What this task involves -
Each line below that carries the string "join" must appear in the answer.

-------- Data extracts

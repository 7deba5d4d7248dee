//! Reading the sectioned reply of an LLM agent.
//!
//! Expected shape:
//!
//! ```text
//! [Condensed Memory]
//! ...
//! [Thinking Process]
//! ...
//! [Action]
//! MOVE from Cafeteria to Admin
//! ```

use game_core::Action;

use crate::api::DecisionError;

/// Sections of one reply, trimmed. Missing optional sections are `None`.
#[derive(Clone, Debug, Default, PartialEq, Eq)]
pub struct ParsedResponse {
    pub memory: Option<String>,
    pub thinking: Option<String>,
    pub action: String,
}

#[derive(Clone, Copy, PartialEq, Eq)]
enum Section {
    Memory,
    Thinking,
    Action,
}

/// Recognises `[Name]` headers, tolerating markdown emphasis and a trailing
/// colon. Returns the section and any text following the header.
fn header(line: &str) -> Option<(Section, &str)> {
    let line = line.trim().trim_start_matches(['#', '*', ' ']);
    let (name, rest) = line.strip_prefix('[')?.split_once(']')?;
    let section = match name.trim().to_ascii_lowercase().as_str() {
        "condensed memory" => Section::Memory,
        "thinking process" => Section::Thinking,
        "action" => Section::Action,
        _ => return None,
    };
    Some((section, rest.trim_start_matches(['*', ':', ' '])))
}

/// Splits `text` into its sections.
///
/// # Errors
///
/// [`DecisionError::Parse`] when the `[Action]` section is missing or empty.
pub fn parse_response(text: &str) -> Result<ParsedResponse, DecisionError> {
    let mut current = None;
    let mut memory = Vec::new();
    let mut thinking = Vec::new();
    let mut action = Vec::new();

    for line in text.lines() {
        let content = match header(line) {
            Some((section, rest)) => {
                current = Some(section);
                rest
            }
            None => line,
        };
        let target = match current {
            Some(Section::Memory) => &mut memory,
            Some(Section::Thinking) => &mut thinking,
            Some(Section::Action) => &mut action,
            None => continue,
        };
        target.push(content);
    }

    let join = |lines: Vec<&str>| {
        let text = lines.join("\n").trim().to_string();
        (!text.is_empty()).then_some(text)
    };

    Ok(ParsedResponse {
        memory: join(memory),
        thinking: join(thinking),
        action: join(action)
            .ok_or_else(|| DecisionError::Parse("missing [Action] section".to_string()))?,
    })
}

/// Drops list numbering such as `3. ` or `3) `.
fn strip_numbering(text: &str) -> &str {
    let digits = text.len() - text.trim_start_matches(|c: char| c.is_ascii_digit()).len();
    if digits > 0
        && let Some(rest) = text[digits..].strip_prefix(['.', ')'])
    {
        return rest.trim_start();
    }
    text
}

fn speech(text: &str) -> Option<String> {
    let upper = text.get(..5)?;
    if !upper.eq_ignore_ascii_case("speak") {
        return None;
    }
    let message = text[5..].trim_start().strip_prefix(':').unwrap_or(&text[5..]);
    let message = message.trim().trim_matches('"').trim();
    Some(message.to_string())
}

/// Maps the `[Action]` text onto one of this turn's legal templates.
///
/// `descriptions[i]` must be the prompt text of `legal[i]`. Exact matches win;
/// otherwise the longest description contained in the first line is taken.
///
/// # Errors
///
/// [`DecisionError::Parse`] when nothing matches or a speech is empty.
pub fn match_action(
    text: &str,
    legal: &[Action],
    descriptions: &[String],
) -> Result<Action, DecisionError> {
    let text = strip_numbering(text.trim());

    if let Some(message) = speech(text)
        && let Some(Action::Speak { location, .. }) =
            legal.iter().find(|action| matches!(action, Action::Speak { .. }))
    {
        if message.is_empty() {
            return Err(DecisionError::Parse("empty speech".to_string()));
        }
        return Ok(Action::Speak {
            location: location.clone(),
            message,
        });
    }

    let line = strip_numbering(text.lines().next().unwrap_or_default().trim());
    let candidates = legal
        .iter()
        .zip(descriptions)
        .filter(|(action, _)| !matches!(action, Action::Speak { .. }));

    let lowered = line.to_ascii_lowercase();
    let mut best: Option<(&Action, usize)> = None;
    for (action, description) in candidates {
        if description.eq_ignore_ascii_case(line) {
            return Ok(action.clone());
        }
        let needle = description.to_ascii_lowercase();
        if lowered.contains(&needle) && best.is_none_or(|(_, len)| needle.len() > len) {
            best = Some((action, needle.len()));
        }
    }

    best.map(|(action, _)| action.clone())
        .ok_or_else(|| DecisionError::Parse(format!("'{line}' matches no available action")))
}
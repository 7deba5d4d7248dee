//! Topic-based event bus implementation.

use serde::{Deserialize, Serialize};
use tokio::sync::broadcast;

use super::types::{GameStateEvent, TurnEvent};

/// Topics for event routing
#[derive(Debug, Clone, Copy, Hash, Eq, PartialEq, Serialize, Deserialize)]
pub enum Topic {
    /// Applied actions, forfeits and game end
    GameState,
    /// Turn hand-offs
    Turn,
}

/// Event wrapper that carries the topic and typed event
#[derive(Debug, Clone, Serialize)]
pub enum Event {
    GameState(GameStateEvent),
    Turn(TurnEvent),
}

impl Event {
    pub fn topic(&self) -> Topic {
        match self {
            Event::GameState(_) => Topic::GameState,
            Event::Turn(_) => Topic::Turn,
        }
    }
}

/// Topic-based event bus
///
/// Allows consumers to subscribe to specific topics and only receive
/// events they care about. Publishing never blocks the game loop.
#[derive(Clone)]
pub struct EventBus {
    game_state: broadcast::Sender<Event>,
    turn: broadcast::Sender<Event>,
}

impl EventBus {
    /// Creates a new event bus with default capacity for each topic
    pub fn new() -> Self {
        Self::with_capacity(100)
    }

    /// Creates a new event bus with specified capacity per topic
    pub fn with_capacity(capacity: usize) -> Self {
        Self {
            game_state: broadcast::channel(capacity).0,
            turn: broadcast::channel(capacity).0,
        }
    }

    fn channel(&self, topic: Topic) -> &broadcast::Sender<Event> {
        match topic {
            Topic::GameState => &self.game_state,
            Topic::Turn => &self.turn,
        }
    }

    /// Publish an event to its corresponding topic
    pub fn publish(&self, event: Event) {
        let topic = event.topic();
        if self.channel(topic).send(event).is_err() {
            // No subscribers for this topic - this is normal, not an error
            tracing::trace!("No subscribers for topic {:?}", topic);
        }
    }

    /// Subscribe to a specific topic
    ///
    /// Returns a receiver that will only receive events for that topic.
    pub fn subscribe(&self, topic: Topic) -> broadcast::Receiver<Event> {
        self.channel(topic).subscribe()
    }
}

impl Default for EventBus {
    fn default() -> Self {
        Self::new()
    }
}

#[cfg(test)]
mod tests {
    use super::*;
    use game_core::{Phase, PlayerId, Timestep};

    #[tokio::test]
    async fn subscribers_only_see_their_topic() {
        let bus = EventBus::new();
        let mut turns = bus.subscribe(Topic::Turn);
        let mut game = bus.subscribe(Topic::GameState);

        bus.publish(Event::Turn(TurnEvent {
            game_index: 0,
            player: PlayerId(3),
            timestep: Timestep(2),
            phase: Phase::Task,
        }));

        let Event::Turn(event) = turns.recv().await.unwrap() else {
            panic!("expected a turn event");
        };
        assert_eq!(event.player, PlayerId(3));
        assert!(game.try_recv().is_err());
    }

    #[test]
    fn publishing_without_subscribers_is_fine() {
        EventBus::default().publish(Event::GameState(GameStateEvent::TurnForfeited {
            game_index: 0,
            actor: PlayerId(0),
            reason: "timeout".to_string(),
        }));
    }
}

----------------

Worked solution -
    let join = |lines: Vec<&str>| {
        let text = lines.join("\n").trim().to_string();
        memory: join(memory),
        thinking: join(thinking),
        action: join(action)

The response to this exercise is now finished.